Records for this task —
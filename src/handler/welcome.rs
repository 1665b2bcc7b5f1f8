//! Welcome request handler
//!
//! Every request, whatever its method, path, headers or body, gets the same
//! 200 response. The handler emits one diagnostic line per call.

use crate::config::AppState;
use crate::http;
use crate::logger::{self, AccessLogEntry};
use http_body_util::Full;
use hyper::body::Bytes;
use hyper::{Request, Response};
use std::convert::Infallible;
use std::net::SocketAddr;
use std::sync::Arc;
use std::time::Instant;

/// Main entry point for HTTP request handling
///
/// Generic over the body type: the request body is never read.
#[allow(clippy::unused_async)]
pub async fn handle_request<B>(
    req: Request<B>,
    state: Arc<AppState>,
    peer_addr: Option<SocketAddr>,
) -> Result<Response<Full<Bytes>>, Infallible> {
    let started = Instant::now();

    logger::log_diagnostic(state.request_log(), &state.config.logging.diagnostic_line);
    state.record_request();

    let http_config = &state.config.http;
    let response = http::build_text_response(
        state.body.clone(),
        &http_config.content_type,
        &http_config.server_name,
    );

    if state.access_log {
        let mut entry = AccessLogEntry::from_request(&req, peer_addr);
        entry.status = response.status().as_u16();
        entry.body_bytes = state.body.len();
        entry.request_time_us = u64::try_from(started.elapsed().as_micros()).unwrap_or(u64::MAX);
        logger::log_access(
            state.request_log(),
            &entry,
            &state.config.logging.access_log_format,
        );
    }

    Ok(response)
}

#[cfg(test)]
mod tests {
    use super::*;
    use crate::config::Config;
    use crate::logger::capture::CapturedLog;
    use http_body_util::{BodyExt, Empty};
    use hyper::header::CONTENT_TYPE;
    use hyper::{Method, StatusCode};

    fn captured_state(name: &str, cfg: &Config) -> (Arc<AppState>, CapturedLog) {
        let log = CapturedLog::new(name);
        let state = Arc::new(AppState::with_request_log(cfg, log.writer()));
        (state, log)
    }

    fn test_state(name: &str) -> (Arc<AppState>, CapturedLog) {
        captured_state(name, &Config::defaults().unwrap())
    }

    async fn body_of(resp: Response<Full<Bytes>>) -> Bytes {
        resp.into_body().collect().await.unwrap().to_bytes()
    }

    #[tokio::test]
    async fn test_get_root() {
        let (state, log) = test_state("get_root");
        let req = Request::get("/").body(Empty::<Bytes>::new()).unwrap();

        let resp = handle_request(req, Arc::clone(&state), None).await.unwrap();

        assert_eq!(resp.status(), StatusCode::OK);
        assert_eq!(resp.headers()[CONTENT_TYPE], "text/plain;charset=utf-8");
        assert_eq!(&body_of(resp).await[..], b"Welcome to Bun!");
        assert_eq!(state.requests_served(), 1);
        assert_eq!(log.lines(), vec!["TEST"]);
    }

    #[tokio::test]
    async fn test_post_with_json_body() {
        let (state, log) = test_state("post_json");
        let req = Request::post("/anything")
            .header("content-type", "application/json")
            .body(Full::new(Bytes::from_static(br#"{"hello":"world","n":[1,2,3]}"#)))
            .unwrap();

        let resp = handle_request(req, state, None).await.unwrap();

        assert_eq!(resp.status(), StatusCode::OK);
        assert_eq!(&body_of(resp).await[..], b"Welcome to Bun!");
        assert_eq!(log.lines(), vec!["TEST"]);
    }

    #[tokio::test]
    async fn test_unknown_path_has_no_404() {
        let (state, _log) = test_state("unknown_path");
        let req = Request::get("/nonexistent/path/x/y/z")
            .body(Empty::<Bytes>::new())
            .unwrap();

        let resp = handle_request(req, state, None).await.unwrap();

        assert_eq!(resp.status(), StatusCode::OK);
        assert_eq!(&body_of(resp).await[..], b"Welcome to Bun!");
    }

    #[tokio::test]
    async fn test_response_invariant_under_request_mutation() {
        let (state, log) = test_state("invariant");
        let methods = [
            Method::GET,
            Method::HEAD,
            Method::POST,
            Method::PUT,
            Method::DELETE,
            Method::PATCH,
            Method::OPTIONS,
            Method::from_bytes(b"PURGE").unwrap(),
        ];
        let uris = ["/", "/a?b=c&d", "/%2e%2e/etc/passwd", "*"];

        for method in &methods {
            for uri in uris {
                let req = Request::builder()
                    .method(method.clone())
                    .uri(uri)
                    .header("x-random", "whatever")
                    .header("cookie", "a=b")
                    .body(Full::new(Bytes::from_static(b"\x00\xffgarbage")))
                    .unwrap();

                let resp = handle_request(req, Arc::clone(&state), None).await.unwrap();
                assert_eq!(resp.status(), StatusCode::OK, "{method} {uri}");
                assert_eq!(&body_of(resp).await[..], b"Welcome to Bun!", "{method} {uri}");
            }
        }

        // One diagnostic line per invocation, nothing else
        let calls = methods.len() * uris.len();
        let lines = log.lines();
        assert_eq!(lines.len(), calls);
        assert!(lines.iter().all(|l| l == "TEST"));
        assert_eq!(state.requests_served(), u64::try_from(calls).unwrap());
    }

    #[tokio::test]
    async fn test_configured_diagnostic_line() {
        let mut cfg = Config::defaults().unwrap();
        cfg.logging.diagnostic_line = "request seen".to_string();
        let (state, log) = captured_state("custom_line", &cfg);

        for _ in 0..3 {
            let req = Request::get("/").body(Empty::<Bytes>::new()).unwrap();
            handle_request(req, Arc::clone(&state), None).await.unwrap();
        }

        assert_eq!(log.lines(), vec!["request seen"; 3]);
    }

    #[tokio::test]
    async fn test_access_log_line_follows_diagnostic() {
        let mut cfg = Config::defaults().unwrap();
        cfg.http.body = "custom body".to_string();
        cfg.logging.access_log = true;
        cfg.logging.access_log_format = "json".to_string();
        let (state, log) = captured_state("access_json", &cfg);

        let req = Request::get("/x?y=1")
            .header("user-agent", "curl/8.0")
            .body(Empty::<Bytes>::new())
            .unwrap();
        let peer = "127.0.0.1:40000".parse().ok();
        let resp = handle_request(req, Arc::clone(&state), peer).await.unwrap();
        assert_eq!(&body_of(resp).await[..], b"custom body");

        let lines = log.lines();
        assert_eq!(lines.len(), 2, "{lines:?}");
        assert_eq!(lines[0], "TEST");

        let entry: serde_json::Value = serde_json::from_str(&lines[1]).unwrap();
        assert_eq!(entry["status"], 200);
        assert_eq!(entry["body_bytes"], "custom body".len());
        assert_eq!(entry["remote_addr"], "127.0.0.1");
        assert_eq!(entry["method"], "GET");
        assert_eq!(entry["path"], "/x");
        assert_eq!(entry["query"], "y=1");
        assert_eq!(entry["user_agent"], "curl/8.0");
        assert!(entry["request_time_us"].is_u64());
    }

    #[tokio::test]
    async fn test_access_log_off_writes_only_diagnostic() {
        let (state, log) = test_state("access_off");
        assert!(!state.access_log);

        let req = Request::get("/").body(Empty::<Bytes>::new()).unwrap();
        handle_request(req, state, None).await.unwrap();

        assert_eq!(log.lines(), vec!["TEST"]);
    }
}
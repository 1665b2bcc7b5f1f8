// Configuration module entry point
// Loads layered configuration and holds the shared runtime state

mod state;
mod types;

use std::net::SocketAddr;

use config::builder::DefaultState;
use config::{ConfigBuilder, ConfigError};

use crate::logger::LogLevel;

// Re-export public types
pub use state::AppState;
pub use types::Config;

/// Default config file name (without extension)
pub const DEFAULT_CONFIG_PATH: &str = "config";

impl Config {
    /// Load configuration from specified file path (without extension).
    ///
    /// Sources, lowest priority first: built-in defaults, the config file
    /// (optional), then `WELCOME_*` environment variables
    /// (e.g. `WELCOME_SERVER__PORT=8080`).
    pub fn load_from(config_path: &str) -> Result<Self, ConfigError> {
        let settings = with_defaults(config::Config::builder())?
            .add_source(config::File::with_name(config_path).required(false))
            .add_source(
                config::Environment::with_prefix("WELCOME")
                    .prefix_separator("_")
                    .separator("__"),
            )
            .build()?;

        let cfg: Self = settings.try_deserialize()?;
        cfg.validate()?;
        Ok(cfg)
    }

    /// Built-in defaults only, ignoring files and environment
    pub fn defaults() -> Result<Self, ConfigError> {
        let cfg: Self = with_defaults(config::Config::builder())?
            .build()?
            .try_deserialize()?;
        cfg.validate()?;
        Ok(cfg)
    }

    /// Reject values that deserialize fine but cannot be used at startup
    pub fn validate(&self) -> Result<(), ConfigError> {
        if self.server.workers == Some(0) {
            return Err(ConfigError::Message(
                "server.workers must be at least 1".to_string(),
            ));
        }
        self.logging
            .level
            .parse::<LogLevel>()
            .map_err(|e| ConfigError::Message(format!("logging.level: {e}")))?;
        Ok(())
    }

    /// Configured log level; `validate` guarantees it parses
    pub fn log_level(&self) -> LogLevel {
        self.logging.level.parse().unwrap_or(LogLevel::Info)
    }

    pub fn get_socket_addr(&self) -> Result<SocketAddr, String> {
        format!("{}:{}", self.server.host, self.server.port)
            .parse()
            .map_err(|e| format!("Invalid address: {e}"))
    }
}

fn with_defaults(
    builder: ConfigBuilder<DefaultState>,
) -> Result<ConfigBuilder<DefaultState>, ConfigError> {
    builder
        .set_default("server.host", "0.0.0.0")?
        .set_default("server.port", 3000)?
        .set_default("server.reuse_port", false)?
        .set_default("logging.level", "info")?
        .set_default("logging.diagnostic_line", "TEST")?
        .set_default("logging.access_log", false)?
        .set_default("logging.access_log_format", "combined")?
        .set_default("performance.keep_alive_timeout", 75)?
        .set_default("performance.read_timeout", 30)?
        .set_default("performance.write_timeout", 30)?
        .set_default("http.body", "Welcome to Bun!")?
        .set_default("http.content_type", "text/plain;charset=utf-8")?
        .set_default("http.server_name", "welcome_server")
}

Task goal — The answer should consist of every line from the listing above that includes the word "started".

Result —
    let started = Instant::now();
        entry.request_time_us = u64::try_from(started.elapsed().as_micros()).unwrap_or(u64::MAX);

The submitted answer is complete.